ANTON RIPPON reviews a riveting account of foggy 1950s London, gangsters, gamblers and racehorse dopers

What a great front page that was for the Daily Sketch on October 31 1963: “Swiss Beauty Held in Biggest Horse-doping Scandal. Now Yard Hunts Crooked Bookies.”

Doped coverSwiss beauty? Horse-doping? Crooked bookies? Not to mention drugs, sex, class and royalty. They should make it into a film. And they might yet, now that Jamie Reid’s new book, Doped, tells the full story of what the publishers describe as “a real-life Dick Francis”. Raymond Chandler more like.

Reid’s gripping and fast-moving style tells of the gangsters and glamorous women who surrounded Bill Roper, bookmaker and gambler, and Micheline Lugeon, his beautiful Swiss mistress, in the late 1950s and early ’60s.
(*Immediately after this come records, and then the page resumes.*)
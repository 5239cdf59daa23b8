//! Exact pixel operations: crop, paste, and black canvases.
//!
//! Unlike resampling these have a single correct answer, so they are plain
//! functions over `RgbImage` rather than backend methods.

use image::{Rgb, RgbImage, imageops};

/// Solid black, the letterbox colour.
pub const BLACK: Rgb<u8> = Rgb([0, 0, 0]);

/// Copy the `width` × `height` rectangle at (`x`, `y`) into a new buffer.
///
/// The rectangle is clipped to the image bounds.
pub fn crop_box(image: &RgbImage, x: u32, y: u32, width: u32, height: u32) -> RgbImage {
    imageops::crop_imm(image, x, y, width, height).to_image()
}

/// A new all-black buffer.
pub fn black_canvas(width: u32, height: u32) -> RgbImage {
    RgbImage::from_pixel(width, height, BLACK)
}

/// Copy `src` into `dest` with its top-left corner at (`x`, `y`).
///
/// Parts of `src` that fall outside `dest` are dropped.
pub fn paste(dest: &mut RgbImage, src: &RgbImage, x: u32, y: u32) {
    imageops::replace(dest, src, i64::from(x), i64::from(y));
}

/// Place `image` on a black canvas of `width` × `height` at (`x`, `y`).
pub fn pad(image: &RgbImage, width: u32, height: u32, x: u32, y: u32) -> RgbImage {
    let mut canvas = black_canvas(width, height);
    paste(&mut canvas, image, x, y);
    canvas
}

#[cfg(test)]
mod tests {
    use super::*;

    fn checker(width: u32, height: u32) -> RgbImage {
        RgbImage::from_fn(width, height, |x, y| Rgb([x as u8, y as u8, 7]))
    }

    #[test]
    fn crop_copies_region() {
        let img = checker(10, 8);
        let cropped = crop_box(&img, 2, 3, 4, 2);
        assert_eq!(cropped.dimensions(), (4, 2));
        assert_eq!(*cropped.get_pixel(0, 0), Rgb([2, 3, 7]));
        assert_eq!(*cropped.get_pixel(3, 1), Rgb([5, 4, 7]));
    }

    #[test]
    fn crop_clips_to_bounds() {
        let img = checker(10, 8);
        let cropped = crop_box(&img, 8, 0, 5, 8);
        assert_eq!(cropped.dimensions(), (2, 8));
    }

    #[test]
    fn canvas_is_black() {
        let canvas = black_canvas(3, 2);
        assert!(canvas.pixels().all(|p| *p == BLACK));
    }

    #[test]
    fn paste_places_at_offset() {
        let mut dest = black_canvas(6, 4);
        let src = RgbImage::from_pixel(2, 2, Rgb([255, 255, 255]));
        paste(&mut dest, &src, 3, 1);
        assert_eq!(*dest.get_pixel(3, 1), Rgb([255, 255, 255]));
        assert_eq!(*dest.get_pixel(4, 2), Rgb([255, 255, 255]));
        assert_eq!(*dest.get_pixel(2, 1), BLACK);
        assert_eq!(*dest.get_pixel(5, 1), BLACK);
    }

    #[test]
    fn paste_drops_overflow() {
        let mut dest = black_canvas(4, 4);
        let src = RgbImage::from_pixel(3, 3, Rgb([1, 2, 3]));
        paste(&mut dest, &src, 2, 2);
        assert_eq!(*dest.get_pixel(3, 3), Rgb([1, 2, 3]));
        assert_eq!(dest.dimensions(), (4, 4));
    }

    #[test]
    fn pad_surrounds_with_black() {
        let src = RgbImage::from_pixel(2, 2, Rgb([9, 9, 9]));
        let padded = pad(&src, 2, 6, 0, 2);
        assert_eq!(padded.dimensions(), (2, 6));
        let column: Vec<Rgb<u8>> = (0..6).map(|y| *padded.get_pixel(0, y)).collect();
        assert_eq!(
            column,
            vec![BLACK, BLACK, Rgb([9, 9, 9]), Rgb([9, 9, 9]), BLACK, BLACK]
        );
    }
}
Over a three-year period, Roper’s gang, who had their headquarters in Rachman’s Notting Hill, made the equivalent of several million pounds at today’s values by gathering intelligence from racing stables, and then breaking in – or already having someone on the inside – to knobble horses.

They weren’t forcing performance-enhancing drugs on no-hopers, however. They were making sure that hot favourites didn’t win. And Roper’s supplier, Edward “Teddy” Smith, aka “the Witch Doctor”, boasted that he had enough drugs in his Surbiton flat to stop a thousand horses.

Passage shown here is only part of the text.